CPC is impacted by a number of things. To reduce CPC, you can try to direct customers to lower effort channels (for example, chat is more cost-effective than phone support), or become more efficient at answering tickets.
Examples of customer service manager goals
Customer service managers need to take care of customers and their teams of agents. Their goals reflect the dual nature of their responsibilities — to both the people on their teams and to the people who purchase from their businesses.
4. Increase quality of customer service responses
Customers frequently rank consistency as a primary driver of good customer service. To monitor the quality and consistency of your team’s replies, consider implementing quality assurance or conversation reviews. Providing ongoing feedback through reviews can ensure that your entire team is delivering excellent customer service.
To measure quality, you first need to define what quality means to you. What kind of tone do you use? Do agents need to provide additional resources in their responses? Klaus has a great guide to developing a quality assurance rubric on their blog.
Once the rubric has been developed, you can grade a random selection of conversations to determine your quality score. Taking the time to provide feedback on each review will help your agents know what they can do to improve their own quality, thus boosting the team’s quality as well.
5. Improve agent happiness
Happy employees equal happy customers. Or, at the very least, unhappy employees will make it a lot harder to provide empathetic, thoughtful service to your customers. Improving the experience of your customer service team should be a top priority for all customer service managers.
Measuring agent happiness can take a number of different forms. One of the most direct ways is to just ask your agents how they feel.
Employee NPS uses the same question as Net Promoter Score to ask employees how likely they are to recommend your company as a place to work. This survey can also provide some qualitative feedback on what you’ll need to do to accomplish your goal.
Alternatively, you can measure agent happiness by looking at employee churn and retention rates. If agents are staying around for longer, they are likely happier.
Examples of customer service representative goals
Individual goals help agents expand their skill sets and develop their careers. While all agents might share some goals (such as achieving a certain CSAT), setting individual goals that are tailored to each agent’s professional goals will provide more motivation.

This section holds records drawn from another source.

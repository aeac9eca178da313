//! Arena server library.
//!
//! This module exposes the server components for use in tests and binaries.

pub mod api;
pub mod broadcast;
pub mod bullet;
pub mod config;
pub mod directory;
pub mod map;
pub mod player;
pub mod protocol;
pub mod room;
pub mod ws;
use arena_shared::config::GameConfig;

/// Server configuration
#[derive(Debug, Clone)]
pub struct ServerConfig {
    pub listen_addr: String,
    /// Seed for the world map. `None` draws one from OS entropy.
    pub map_seed: Option<u64>,
    /// Frames buffered per connection before new frames are dropped for it
    pub outbound_queue_capacity: usize,
    /// Allowed CORS origins. Empty means permissive.
    pub allowed_origins: Vec<String>,
    pub game: GameConfig,
}

impl Default for ServerConfig {
    fn default() -> Self {
        Self {
            listen_addr: "0.0.0.0:3000".to_string(),
            map_seed: None,
            outbound_queue_capacity: 256,
            allowed_origins: Vec::new(),
            game: GameConfig::default(),
        }
    }
}

impl ServerConfig {
    pub fn validate(&self) -> Result<(), String> {
        if self.listen_addr.is_empty() {
            return Err("listen_addr must not be empty".to_string());
        }
        if self.outbound_queue_capacity == 0 {
            return Err("outbound_queue_capacity must be > 0".to_string());
        }
        self.game.validate()
    }
}

#[cfg(test)]
mod tests {
    use super::*;

    #[test]
    fn default_server_config_is_valid() {
        assert!(ServerConfig::default().validate().is_ok());
    }

    #[test]
    fn zero_queue_capacity_invalid() {
        let config = ServerConfig {
            outbound_queue_capacity: 0,
            ..Default::default()
        };
        assert!(config.validate().is_err());
    }

    #[test]
    fn invalid_game_config_propagates() {
        let mut config = ServerConfig::default();
        config.game.player_speed = 0.0;
        assert!(config.validate().is_err());
    }
}
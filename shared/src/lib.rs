//! Wire types and gameplay constants shared between the arena server and
//! the browser client (exported to TypeScript through `ts-rs`).

pub mod config;
pub mod protocol;
pub mod vec2;
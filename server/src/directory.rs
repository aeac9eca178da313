//! Process-wide registry of live rooms.

use std::collections::HashMap;
use std::sync::atomic::{AtomicU32, Ordering};
use std::sync::Arc;

use arena_shared::config::GameConfig;
use arena_shared::protocol::PlayerProfile;
use tokio::sync::RwLock;
use tracing::info;

use crate::map::WorldMap;
use crate::player::SlotId;
use crate::room::{JoinError, Room, RoomId};

pub struct RoomDirectory {
    config: Arc<GameConfig>,
    map: Arc<WorldMap>,
    next_id: AtomicU32,
    rooms: RwLock<HashMap<RoomId, Arc<Room>>>,
}

impl RoomDirectory {
    pub fn new(config: Arc<GameConfig>, map: Arc<WorldMap>) -> Arc<Self> {
        Arc::new(Self {
            config,
            map,
            next_id: AtomicU32::new(1),
            rooms: RwLock::new(HashMap::new()),
        })
    }

    /// Open a room with `owner` in slot 0 and start its mailbox task.
    /// The room is dropped from the directory once it terminates.
    pub async fn create(self: &Arc<Self>, owner: PlayerProfile) -> Result<(RoomId, SlotId), JoinError> {
        let id = self.next_id.fetch_add(1, Ordering::Relaxed);
        let (room, mailbox) = Room::new(id, Arc::clone(&self.config), Arc::clone(&self.map));
        let slot = room.join(owner).await?;

        self.rooms.write().await.insert(id, Arc::clone(&room));
        info!("Room {} created", id);

        let directory = Arc::clone(self);
        tokio::spawn(async move {
            room.run(mailbox).await;
            directory.rooms.write().await.remove(&id);
        });
        Ok((id, slot))
    }

    pub async fn join(&self, id: RoomId, profile: PlayerProfile) -> Result<SlotId, JoinError> {
        let room = self.get(id).await.ok_or(JoinError::RoomNotFound(id))?;
        room.join(profile).await
    }

    pub async fn get(&self, id: RoomId) -> Option<Arc<Room>> {
        self.rooms.read().await.get(&id).cloned()
    }

    pub async fn len(&self) -> usize {
        self.rooms.read().await.len()
    }

    pub async fn is_empty(&self) -> bool {
        self.len().await == 0
    }
}

#[cfg(test)]
mod tests {
    use super::*;
    use crate::protocol::RoomEvent;
    use std::time::Duration;

    fn directory() -> Arc<RoomDirectory> {
        let config = GameConfig::default();
        let map = WorldMap::new(2000.0, 1500.0, crate::map::fixed_obstacles(2000, 1500), Vec::new());
        RoomDirectory::new(Arc::new(config), Arc::new(map))
    }

    fn profile(name: &str) -> PlayerProfile {
        PlayerProfile {
            name: name.to_string(),
            color: String::new(),
        }
    }

    #[tokio::test]
    async fn create_seats_owner_in_slot_zero() {
        let dir = directory();
        let (first, owner) = dir.create(profile("host")).await.unwrap();
        let (second, _) = dir.create(profile("other host")).await.unwrap();
        assert!(owner.is_owner());
        assert_eq!(first, 1);
        assert_eq!(second, 2);
        assert_eq!(dir.len().await, 2);
    }

    #[tokio::test]
    async fn join_assigns_next_slot() {
        let dir = directory();
        let (id, _) = dir.create(profile("host")).await.unwrap();
        assert_eq!(dir.join(id, profile("a")).await.unwrap().index(), 1);
        assert_eq!(dir.join(id, profile("b")).await.unwrap().index(), 2);
    }

    #[tokio::test]
    async fn join_unknown_room_fails() {
        let dir = directory();
        assert_eq!(
            dir.join(42, profile("a")).await,
            Err(JoinError::RoomNotFound(42))
        );
    }

    #[tokio::test]
    async fn join_full_room_fails() {
        let dir = directory();
        let (id, _) = dir.create(profile("host")).await.unwrap();
        for _ in 1..crate::player::MAX_PLAYERS {
            dir.join(id, profile("p")).await.unwrap();
        }
        assert_eq!(dir.join(id, profile("late")).await, Err(JoinError::RoomFull));
    }

    #[tokio::test]
    async fn terminated_room_is_removed() {
        let dir = directory();
        let (id, _) = dir.create(profile("host")).await.unwrap();
        let room = dir.get(id).await.unwrap();
        room.post(RoomEvent::Delete);

        for _ in 0..50 {
            if dir.is_empty().await {
                break;
            }
            tokio::time::sleep(Duration::from_millis(10)).await;
        }
        assert!(dir.get(id).await.is_none());
        assert_eq!(
            dir.join(id, profile("a")).await,
            Err(JoinError::RoomNotFound(id))
        );
    }
}
use arena_shared::config::GameConfig;
use arena_shared::protocol::{GrassPatchWire, MapWire, ObstacleWire};
use arena_shared::vec2::{distance, Vec2};
use rand::Rng;

/// Axis-aligned rectangle, origin at the top-left corner.
#[derive(Debug, Clone, Copy, PartialEq)]
pub struct Obstacle {
    pub x: f64,
    pub y: f64,
    pub width: f64,
    pub height: f64,
}

impl Obstacle {
    pub fn new(x: f64, y: f64, width: f64, height: f64) -> Self {
        Self {
            x,
            y,
            width,
            height,
        }
    }

    /// Whether a square of half-extent `half` centered on `p` overlaps this rectangle.
    fn overlaps(&self, p: Vec2, half: f64) -> bool {
        p.x + half > self.x
            && p.x - half < self.x + self.width
            && p.y + half > self.y
            && p.y - half < self.y + self.height
    }
}

/// Circular stealth zone. Only affects visibility, never collision.
#[derive(Debug, Clone, Copy, PartialEq)]
pub struct GrassPatch {
    pub x: f64,
    pub y: f64,
    pub radius: f64,
}

impl GrassPatch {
    pub fn contains(&self, p: Vec2) -> bool {
        distance(p, Vec2::new(self.x, self.y)) < self.radius
    }
}

/// Static arena layout. Built once per process and shared read-only by every room.
#[derive(Debug, Clone)]
pub struct WorldMap {
    width: f64,
    height: f64,
    obstacles: Vec<Obstacle>,
    grass_patches: Vec<GrassPatch>,
}

impl WorldMap {
    pub fn new(
        width: f64,
        height: f64,
        obstacles: Vec<Obstacle>,
        grass_patches: Vec<GrassPatch>,
    ) -> Self {
        Self {
            width,
            height,
            obstacles,
            grass_patches,
        }
    }

    /// Fixed obstacles plus `grass_patch_count` randomly placed grass patches.
    pub fn generate(config: &GameConfig, rng: &mut impl Rng) -> Self {
        let width = config.map_width as f64;
        let height = config.map_height as f64;

        let band = config.grass_max_radius - config.grass_min_radius;
        let grass_patches = (0..config.grass_patch_count)
            .map(|_| GrassPatch {
                x: (rng.gen::<f64>() * width).trunc(),
                y: (rng.gen::<f64>() * height).trunc(),
                radius: (config.grass_min_radius + rng.gen::<f64>() * band).trunc(),
            })
            .collect();

        Self::new(
            width,
            height,
            fixed_obstacles(config.map_width, config.map_height),
            grass_patches,
        )
    }

    pub fn width(&self) -> f64 {
        self.width
    }

    pub fn height(&self) -> f64 {
        self.height
    }

    pub fn obstacles(&self) -> &[Obstacle] {
        &self.obstacles
    }

    pub fn grass_patches(&self) -> &[GrassPatch] {
        &self.grass_patches
    }

    /// True if a body of half-extent `half` at `p` leaves the map or touches an obstacle.
    pub fn collides(&self, p: Vec2, half: f64) -> bool {
        if p.x - half < 0.0
            || p.x + half > self.width
            || p.y - half < 0.0
            || p.y + half > self.height
        {
            return true;
        }
        self.obstacles.iter().any(|o| o.overlaps(p, half))
    }

    /// True if `p` lies strictly inside any grass patch.
    pub fn in_grass(&self, p: Vec2) -> bool {
        self.grass_patches.iter().any(|g| g.contains(p))
    }

    pub fn to_wire(&self) -> MapWire {
        MapWire {
            obstacles: self
                .obstacles
                .iter()
                .map(|o| ObstacleWire {
                    x: o.x as u32,
                    y: o.y as u32,
                    width: o.width as u32,
                    height: o.height as u32,
                })
                .collect(),
            grass_patches: self
                .grass_patches
                .iter()
                .map(|g| GrassPatchWire {
                    x: g.x as u32,
                    y: g.y as u32,
                    radius: g.radius as u32,
                })
                .collect(),
        }
    }
}

/// One 200x200 block in the middle and a 100x100 block inset 50 units from each corner.
pub fn fixed_obstacles(width: u32, height: u32) -> Vec<Obstacle> {
    let w = width as f64;
    let h = height as f64;
    vec![
        Obstacle::new(
            (width / 2) as f64 - 100.0,
            (height / 2) as f64 - 100.0,
            200.0,
            200.0,
        ),
        Obstacle::new(50.0, 50.0, 100.0, 100.0),
        Obstacle::new(w - 150.0, 50.0, 100.0, 100.0),
        Obstacle::new(50.0, h - 150.0, 100.0, 100.0),
        Obstacle::new(w - 150.0, h - 150.0, 100.0, 100.0),
    ]
}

6. Improve troubleshooting skills
All customer support agents need to have a strong grasp of how to troubleshoot issues. Fortunately, just like other skills, troubleshooting is a muscle that you can strengthen over time. If you are struggling to quickly and accurately diagnose problems, improving your troubleshooting skills may be a great goal.
Troubleshooting skills can be measured in multiple ways, including as part of quality assurance reviews or as part of another metric. For example, improving troubleshooting may reduce the number of responses it takes for tickets to be resolved. It may also improve time to resolution and the number of tickets the agent is able to resolve.

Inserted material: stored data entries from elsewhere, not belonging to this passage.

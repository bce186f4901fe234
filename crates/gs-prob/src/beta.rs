//! Beta distribution utilities.

use gs_core::{Error, Result};
use statrs::function::gamma::ln_gamma;

#[inline]
fn ln_beta(a: f64, b: f64) -> f64 {
    ln_gamma(a) + ln_gamma(b) - ln_gamma(a + b)
}

/// Log-PDF of a Beta(`a`, `b`) distribution at `x`.
///
/// Support: `0 <= x <= 1`; outside it the log-density is `NEG_INFINITY`.
/// At the endpoints the density is `0`, finite, or unbounded depending on
/// whether the corresponding shape parameter is above, at, or below 1.
pub fn logpdf(x: f64, a: f64, b: f64) -> Result<f64> {
    if !a.is_finite() || a <= 0.0 {
        return Err(Error::InvalidParameter(format!("alpha must be finite and > 0, got {}", a)));
    }
    if !b.is_finite() || b <= 0.0 {
        return Err(Error::InvalidParameter(format!("beta must be finite and > 0, got {}", b)));
    }
    if !(0.0..=1.0).contains(&x) {
        return Ok(f64::NEG_INFINITY);
    }

    let ln_norm = -ln_beta(a, b);
    if x == 0.0 {
        return Ok(match a.partial_cmp(&1.0).unwrap() {
            std::cmp::Ordering::Less => f64::INFINITY,
            std::cmp::Ordering::Equal => ln_norm,
            std::cmp::Ordering::Greater => f64::NEG_INFINITY,
        });
    }
    if x == 1.0 {
        return Ok(match b.partial_cmp(&1.0).unwrap() {
            std::cmp::Ordering::Less => f64::INFINITY,
            std::cmp::Ordering::Equal => ln_norm,
            std::cmp::Ordering::Greater => f64::NEG_INFINITY,
        });
    }

    Ok(ln_norm + (a - 1.0) * x.ln() + (b - 1.0) * (1.0 - x).ln())
}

7. Improve leadership skills
Whether you want to become a people manager or just take on more responsibility in your individual contributor role, leadership skills are a key part of growing as an agent. By including leadership skills as a goal for agents, they stay motivated and challenged with new opportunities.
Leadership skills aren’t necessarily measured by metrics and quantitative results. Instead, leadership goals are often represented as projects and tasks that require new skills to accomplish. Providing feedback on the execution of these tasks will help cement new capabilities.
Use customer service goals to keep your team motivated
Setting great goals will keep your team moving forward. Use the examples above to set your own SMART goals to elevate your team’s performance.